In the data below, locate each line with the word "PersistedSelection" and list it.

[[ Source material, beginning ]]

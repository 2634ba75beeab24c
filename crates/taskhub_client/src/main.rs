use tracing_subscriber::EnvFilter;

#[tokio::main]
async fn main() -> anyhow::Result<()> {
    tracing_subscriber::fmt()
        .with_env_filter(EnvFilter::from_default_env())
        .init();

    let initial_url = std::env::var("TASKHUB_INITIAL_URL").unwrap_or_else(|_| "/".to_owned());
    let (engine, events) = taskhub_client::start_client(&initial_url)?;

    let mut events = events.subscribe();
    tokio::spawn(async move {
        while let Ok(event) = events.recv().await {
            tracing::debug!(event = ?event, "client event");
        }
    });

    match engine.user_profile().await {
        Ok(profile) => tracing::info!(user = %profile.name, "profile loaded"),
        Err(err) => tracing::warn!(error = %err, "profile unavailable"),
    }

    let header = engine.header_snapshot().await?;
    tracing::info!(
        rev = header.rev,
        workspaces = header.workspaces.len(),
        selected = header.selected_workspace.map(|w| w.name).as_deref(),
        "header ready"
    );
    Ok(())
}
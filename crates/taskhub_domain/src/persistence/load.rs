use crate::{Workspace, WorkspaceId};

const MAX_PERSISTED_FIELD_LEN: usize = 256;

/// On-disk shape of the last-selected workspace record. Field names follow
/// the backend's JSON (`_id`), with `id` accepted as an alias.
#[derive(Clone, Debug, Eq, PartialEq, serde::Serialize, serde::Deserialize)]
pub struct PersistedSelection {
    #[serde(rename = "_id", alias = "id")]
    pub id: String,
    pub name: String,
    #[serde(default, skip_serializing_if = "Option::is_none")]
    pub color: Option<String>,
}

/// Parses a raw persisted selection record. Any malformed input (invalid
/// JSON, missing fields, blank or oversized identifiers) is treated as no
/// record at all.
pub fn parse_persisted_selection(raw: &str) -> Option<Workspace> {
    let record: PersistedSelection = serde_json::from_str(raw).ok()?;

    let id = record.id.trim();
    if id.is_empty() || id.len() > MAX_PERSISTED_FIELD_LEN {
        return None;
    }
    let name = record.name.trim();
    if name.is_empty() || name.len() > MAX_PERSISTED_FIELD_LEN {
        return None;
    }
    let color = record
        .color
        .as_deref()
        .map(str::trim)
        .filter(|c| !c.is_empty())
        .map(ToOwned::to_owned);

    Some(Workspace {
        id: WorkspaceId::new(id),
        name: name.to_owned(),
        color,
    })
}
mod load;
mod save;

pub use load::{PersistedSelection, parse_persisted_selection};
pub use save::to_persisted_selection;
use futures::future::BoxFuture;
use std::collections::HashMap;
use std::future::Future;
use tokio::sync::{mpsc, oneshot};

/// Logical identifier tuple for cached remote data, e.g. `["user"]`.
#[derive(Clone, Debug, Eq, PartialEq, Hash)]
pub struct QueryKey(Vec<String>);

impl QueryKey {
    pub fn new<I, S>(segments: I) -> Self
    where
        I: IntoIterator<Item = S>,
        S: Into<String>,
    {
        Self(segments.into_iter().map(Into::into).collect())
    }

    pub fn segments(&self) -> &[String] {
        &self.0
    }

    pub fn starts_with(&self, prefix: &QueryKey) -> bool {
        self.0.len() >= prefix.0.len() && self.0.iter().zip(&prefix.0).all(|(a, b)| a == b)
    }
}

pub type Fetcher<T> = Box<dyn FnOnce() -> BoxFuture<'static, Result<T, String>> + Send>;

#[derive(Clone, Debug)]
pub struct QuerySnapshot<T> {
    pub value: Option<T>,
    pub is_loading: bool,
    pub error: Option<String>,
}

impl<T> Default for QuerySnapshot<T> {
    fn default() -> Self {
        Self {
            value: None,
            is_loading: false,
            error: None,
        }
    }
}

enum CacheCommand<T> {
    Fetch {
        key: QueryKey,
        fetcher: Fetcher<T>,
        reply: oneshot::Sender<Result<T, String>>,
    },
    Peek {
        key: QueryKey,
        reply: oneshot::Sender<QuerySnapshot<T>>,
    },
    Invalidate {
        prefix: QueryKey,
        reply: oneshot::Sender<()>,
    },
    Settled {
        key: QueryKey,
        generation: u64,
        result: Result<T, String>,
    },
}

struct Entry<T> {
    value: Option<T>,
    error: Option<String>,
    stale: bool,
}

impl<T> Default for Entry<T> {
    fn default() -> Self {
        Self {
            value: None,
            error: None,
            stale: false,
        }
    }
}

/// Request-deduplicating, invalidatable cache for one family of remote
/// values. Constructed explicitly and injected into consumers; the state
/// lives in a single task and is only reached through the command queue.
pub struct QueryCache<T> {
    tx: mpsc::Sender<CacheCommand<T>>,
}

impl<T> Clone for QueryCache<T> {
    fn clone(&self) -> Self {
        Self {
            tx: self.tx.clone(),
        }
    }
}

impl<T: Clone + Send + 'static> QueryCache<T> {
    /// Must be called from within a tokio runtime.
    pub fn new() -> Self {
        let (tx, mut rx) = mpsc::channel::<CacheCommand<T>>(256);
        let mut state = CacheState {
            entries: HashMap::new(),
            in_flight: HashMap::new(),
            waiters: HashMap::new(),
            next_generation: 0,
            tx: tx.clone(),
        };
        tokio::spawn(async move {
            while let Some(cmd) = rx.recv().await {
                state.handle(cmd);
            }
        });
        Self { tx }
    }

    /// Returns the cached value when it is present, fresh and not in error;
    /// otherwise joins the in-flight request for `key` or initiates one.
    /// Concurrent callers for the same key share a single fetcher
    /// invocation and observe the same resolved value.
    pub async fn fetch(
        &self,
        key: QueryKey,
        fetcher: impl FnOnce() -> BoxFuture<'static, Result<T, String>> + Send + 'static,
    ) -> Result<T, String> {
        let (reply, rx) = oneshot::channel();
        self.tx
            .send(CacheCommand::Fetch {
                key,
                fetcher: Box::new(fetcher),
                reply,
            })
            .await
            .map_err(|_| "query cache stopped".to_owned())?;
        rx.await.map_err(|_| "query cache stopped".to_owned())?
    }

    pub async fn peek(&self, key: QueryKey) -> QuerySnapshot<T> {
        let (reply, rx) = oneshot::channel();
        if self
            .tx
            .send(CacheCommand::Peek { key, reply })
            .await
            .is_err()
        {
            return QuerySnapshot::default();
        }
        rx.await.unwrap_or_default()
    }

    /// Marks every entry under `prefix` as stale. The acknowledgement
    /// orders the caller's subsequent reads after the staleness mark.
    pub async fn invalidate(&self, prefix: QueryKey) {
        let (reply, rx) = oneshot::channel();
        if self
            .tx
            .send(CacheCommand::Invalidate { prefix, reply })
            .await
            .is_err()
        {
            return;
        }
        let _ = rx.await;
    }

    /// Runs the mutation; on success invalidates `prefix` before returning,
    /// so the caller's next read refetches. On failure the cache is left
    /// untouched and the error is surfaced to the caller.
    pub async fn mutate<M>(
        &self,
        prefix: QueryKey,
        operation: impl Future<Output = Result<M, String>>,
    ) -> Result<M, String> {
        let out = operation.await?;
        self.invalidate(prefix).await;
        Ok(out)
    }
}

struct CacheState<T> {
    entries: HashMap<QueryKey, Entry<T>>,
    // Generation of the request allowed to settle each key. Only the most
    // recently initiated fetch may update the visible entry.
    in_flight: HashMap<QueryKey, u64>,
    waiters: HashMap<QueryKey, Vec<oneshot::Sender<Result<T, String>>>>,
    next_generation: u64,
    tx: mpsc::Sender<CacheCommand<T>>,
}

impl<T: Clone + Send + 'static> CacheState<T> {
    fn handle(&mut self, cmd: CacheCommand<T>) {
        match cmd {
            CacheCommand::Fetch {
                key,
                fetcher,
                reply,
            } => self.fetch(key, fetcher, reply),
            CacheCommand::Peek { key, reply } => {
                let entry = self.entries.get(&key);
                let _ = reply.send(QuerySnapshot {
                    value: entry.and_then(|e| e.value.clone()),
                    is_loading: self.in_flight.contains_key(&key),
                    error: entry.and_then(|e| e.error.clone()),
                });
            }
            CacheCommand::Invalidate { prefix, reply } => {
                self.invalidate(&prefix);
                let _ = reply.send(());
            }
            CacheCommand::Settled {
                key,
                generation,
                result,
            } => self.settle(key, generation, result),
        }
    }

    fn fetch(&mut self, key: QueryKey, fetcher: Fetcher<T>, reply: oneshot::Sender<Result<T, String>>) {
        // Serve from cache only when the value is fresh: not stale, not in
        // error, and no refetch on the wire. A read that overlaps a refetch
        // joins it instead of seeing the old value.
        if !self.in_flight.contains_key(&key) {
            if let Some(entry) = self.entries.get(&key) {
                if let Some(value) = &entry.value {
                    if !entry.stale && entry.error.is_none() {
                        let _ = reply.send(Ok(value.clone()));
                        return;
                    }
                }
            }
        }

        self.waiters.entry(key.clone()).or_default().push(reply);

        let start_new = match self.in_flight.get(&key) {
            None => true,
            // A request initiated before the entry went stale must not be
            // the one that satisfies a post-invalidation read.
            Some(_) => self.entries.get(&key).is_some_and(|e| e.stale),
        };
        if start_new {
            self.start_fetch(key, fetcher);
        }
    }

    fn start_fetch(&mut self, key: QueryKey, fetcher: Fetcher<T>) {
        self.next_generation += 1;
        let generation = self.next_generation;
        self.in_flight.insert(key.clone(), generation);
        if let Some(entry) = self.entries.get_mut(&key) {
            entry.stale = false;
        }

        let tx = self.tx.clone();
        tokio::spawn(async move {
            let result = fetcher().await;
            let _ = tx
                .send(CacheCommand::Settled {
                    key,
                    generation,
                    result,
                })
                .await;
        });
    }

    fn settle(&mut self, key: QueryKey, generation: u64, result: Result<T, String>) {
        if self.in_flight.get(&key) != Some(&generation) {
            // Superseded; the newest generation serves the waiters.
            return;
        }
        self.in_flight.remove(&key);

        let entry = self.entries.entry(key.clone()).or_default();
        match &result {
            Ok(value) => {
                entry.value = Some(value.clone());
                entry.error = None;
            }
            // Keep whatever was known before; the error flag surfaces until
            // the next explicit fetch retries.
            Err(err) => {
                entry.error = Some(err.clone());
            }
        }

        for waiter in self.waiters.remove(&key).unwrap_or_default() {
            let _ = waiter.send(result.clone());
        }
    }

    fn invalidate(&mut self, prefix: &QueryKey) {
        for (key, entry) in self.entries.iter_mut() {
            if key.starts_with(prefix) {
                entry.stale = true;
            }
        }
        // A fetch may be in flight for a key that has no entry yet; it must
        // still be superseded by the next read.
        let pending: Vec<QueryKey> = self
            .in_flight
            .keys()
            .filter(|key| key.starts_with(prefix) && !self.entries.contains_key(*key))
            .cloned()
            .collect();
        for key in pending {
            self.entries.insert(
                key,
                Entry {
                    stale: true,
                    ..Entry::default()
                },
            );
        }
    }
}
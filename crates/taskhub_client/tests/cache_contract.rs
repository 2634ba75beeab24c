use futures::future::BoxFuture;
use std::sync::Arc;
use std::sync::atomic::{AtomicUsize, Ordering};
use std::time::Duration;
use taskhub_client::{QueryCache, QueryKey};
use tokio::sync::Notify;

fn user_key() -> QueryKey {
    QueryKey::new(["user"])
}

fn instant_fetcher(
    calls: Arc<AtomicUsize>,
    value: &str,
) -> impl FnOnce() -> BoxFuture<'static, Result<String, String>> + Send + 'static {
    let value = value.to_owned();
    move || {
        calls.fetch_add(1, Ordering::SeqCst);
        Box::pin(async move { Ok(value) })
    }
}

fn gated_fetcher(
    calls: Arc<AtomicUsize>,
    gate: Arc<Notify>,
    value: &str,
) -> impl FnOnce() -> BoxFuture<'static, Result<String, String>> + Send + 'static {
    let value = value.to_owned();
    move || {
        calls.fetch_add(1, Ordering::SeqCst);
        Box::pin(async move {
            gate.notified().await;
            Ok(value)
        })
    }
}

fn failing_fetcher(
    calls: Arc<AtomicUsize>,
    message: &str,
) -> impl FnOnce() -> BoxFuture<'static, Result<String, String>> + Send + 'static {
    let message = message.to_owned();
    move || {
        calls.fetch_add(1, Ordering::SeqCst);
        Box::pin(async move { Err(message) })
    }
}

#[tokio::test]
async fn concurrent_fetches_share_one_request() {
    let cache = QueryCache::<String>::new();
    let calls = Arc::new(AtomicUsize::new(0));
    let gate = Arc::new(Notify::new());

    let first = tokio::spawn({
        let cache = cache.clone();
        let fetcher = gated_fetcher(calls.clone(), gate.clone(), "alice");
        async move { cache.fetch(user_key(), fetcher).await }
    });
    tokio::time::sleep(Duration::from_millis(20)).await;

    let second = tokio::spawn({
        let cache = cache.clone();
        let fetcher = instant_fetcher(calls.clone(), "bob");
        async move { cache.fetch(user_key(), fetcher).await }
    });
    tokio::time::sleep(Duration::from_millis(20)).await;
    gate.notify_one();

    let first = first.await.expect("join first").expect("first value");
    let second = second.await.expect("join second").expect("second value");
    assert_eq!(first, "alice");
    assert_eq!(second, "alice");
    assert_eq!(calls.load(Ordering::SeqCst), 1);
}

#[tokio::test]
async fn fresh_value_is_served_without_refetching() {
    let cache = QueryCache::<String>::new();
    let calls = Arc::new(AtomicUsize::new(0));

    let value = cache
        .fetch(user_key(), instant_fetcher(calls.clone(), "alice"))
        .await
        .expect("first fetch");
    assert_eq!(value, "alice");

    let value = cache
        .fetch(user_key(), instant_fetcher(calls.clone(), "newer"))
        .await
        .expect("second fetch");
    assert_eq!(value, "alice");
    assert_eq!(calls.load(Ordering::SeqCst), 1);
}

#[tokio::test]
async fn successful_mutation_forces_a_refetch() {
    let cache = QueryCache::<String>::new();
    let calls = Arc::new(AtomicUsize::new(0));

    let value = cache
        .fetch(user_key(), instant_fetcher(calls.clone(), "v1"))
        .await
        .expect("initial fetch");
    assert_eq!(value, "v1");

    let out = cache
        .mutate(user_key(), async { Ok::<_, String>("updated".to_owned()) })
        .await
        .expect("mutation");
    assert_eq!(out, "updated");

    let value = cache
        .fetch(user_key(), instant_fetcher(calls.clone(), "v2"))
        .await
        .expect("post-mutation fetch");
    assert_eq!(value, "v2");
    assert_eq!(calls.load(Ordering::SeqCst), 2);
}

#[tokio::test]
async fn failed_mutation_leaves_cache_untouched() {
    let cache = QueryCache::<String>::new();
    let calls = Arc::new(AtomicUsize::new(0));

    cache
        .fetch(user_key(), instant_fetcher(calls.clone(), "v1"))
        .await
        .expect("initial fetch");

    let result: Result<(), String> = cache
        .mutate(user_key(), async { Err("mutation failed".to_owned()) })
        .await;
    assert_eq!(result, Err("mutation failed".to_owned()));

    let value = cache
        .fetch(user_key(), instant_fetcher(calls.clone(), "v2"))
        .await
        .expect("fetch after failed mutation");
    assert_eq!(value, "v1");
    assert_eq!(calls.load(Ordering::SeqCst), 1);
}

#[tokio::test]
async fn fetch_failure_surfaces_error_until_the_next_fetch_retries() {
    let cache = QueryCache::<String>::new();
    let calls = Arc::new(AtomicUsize::new(0));

    let result = cache
        .fetch(user_key(), failing_fetcher(calls.clone(), "boom"))
        .await;
    assert_eq!(result, Err("boom".to_owned()));

    let snapshot = cache.peek(user_key()).await;
    assert_eq!(snapshot.value, None);
    assert_eq!(snapshot.error.as_deref(), Some("boom"));
    assert!(!snapshot.is_loading);

    let value = cache
        .fetch(user_key(), instant_fetcher(calls.clone(), "recovered"))
        .await
        .expect("retry");
    assert_eq!(value, "recovered");
    assert_eq!(calls.load(Ordering::SeqCst), 2);

    let snapshot = cache.peek(user_key()).await;
    assert_eq!(snapshot.value.as_deref(), Some("recovered"));
    assert_eq!(snapshot.error, None);
}

#[tokio::test]
async fn failed_refetch_keeps_previously_known_value_visible() {
    let cache = QueryCache::<String>::new();
    let calls = Arc::new(AtomicUsize::new(0));

    cache
        .fetch(user_key(), instant_fetcher(calls.clone(), "v1"))
        .await
        .expect("initial fetch");
    cache.invalidate(user_key()).await;

    let result = cache
        .fetch(user_key(), failing_fetcher(calls.clone(), "offline"))
        .await;
    assert_eq!(result, Err("offline".to_owned()));

    let snapshot = cache.peek(user_key()).await;
    assert_eq!(snapshot.value.as_deref(), Some("v1"));
    assert_eq!(snapshot.error.as_deref(), Some("offline"));
}

#[tokio::test]
async fn invalidation_supersedes_an_in_flight_fetch() {
    let cache = QueryCache::<String>::new();
    let calls = Arc::new(AtomicUsize::new(0));
    let gate = Arc::new(Notify::new());

    let stale = tokio::spawn({
        let cache = cache.clone();
        let fetcher = gated_fetcher(calls.clone(), gate.clone(), "pre-mutation");
        async move { cache.fetch(user_key(), fetcher).await }
    });
    tokio::time::sleep(Duration::from_millis(20)).await;

    cache.invalidate(user_key()).await;

    let fresh = cache
        .fetch(user_key(), instant_fetcher(calls.clone(), "fresh"))
        .await
        .expect("post-invalidation fetch");
    assert_eq!(fresh, "fresh");

    // The superseded request resolves its caller with the fresh value and
    // never overwrites the visible entry.
    gate.notify_one();
    let stale = stale.await.expect("join stale").expect("stale value");
    assert_eq!(stale, "fresh");

    tokio::time::sleep(Duration::from_millis(20)).await;
    let snapshot = cache.peek(user_key()).await;
    assert_eq!(snapshot.value.as_deref(), Some("fresh"));
    assert_eq!(calls.load(Ordering::SeqCst), 2);
}

#[tokio::test]
async fn dropped_caller_does_not_block_settlement() {
    let cache = QueryCache::<String>::new();
    let calls = Arc::new(AtomicUsize::new(0));
    let gate = Arc::new(Notify::new());

    let abandoned = tokio::spawn({
        let cache = cache.clone();
        let fetcher = gated_fetcher(calls.clone(), gate.clone(), "v1");
        async move { cache.fetch(user_key(), fetcher).await }
    });
    tokio::time::sleep(Duration::from_millis(20)).await;
    abandoned.abort();

    gate.notify_one();
    tokio::time::sleep(Duration::from_millis(20)).await;

    let snapshot = cache.peek(user_key()).await;
    assert_eq!(snapshot.value.as_deref(), Some("v1"));
    assert!(!snapshot.is_loading);
}

#[tokio::test]
async fn invalidation_only_touches_matching_prefixes() {
    let cache = QueryCache::<String>::new();
    let calls = Arc::new(AtomicUsize::new(0));
    let other_key = QueryKey::new(["workspaces", "w1"]);

    cache
        .fetch(user_key(), instant_fetcher(calls.clone(), "user"))
        .await
        .expect("user fetch");
    cache
        .fetch(other_key.clone(), instant_fetcher(calls.clone(), "ws"))
        .await
        .expect("workspace fetch");

    cache.invalidate(user_key()).await;

    let value = cache
        .fetch(other_key, instant_fetcher(calls.clone(), "ws2"))
        .await
        .expect("unaffected fetch");
    assert_eq!(value, "ws");
    assert_eq!(calls.load(Ordering::SeqCst), 2);
}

[[ Source material, end ]]

**Exercise output**
pub struct PersistedSelection {
    let record: PersistedSelection = serde_json::from_str(raw).ok()?;
pub use load::{PersistedSelection, parse_persisted_selection};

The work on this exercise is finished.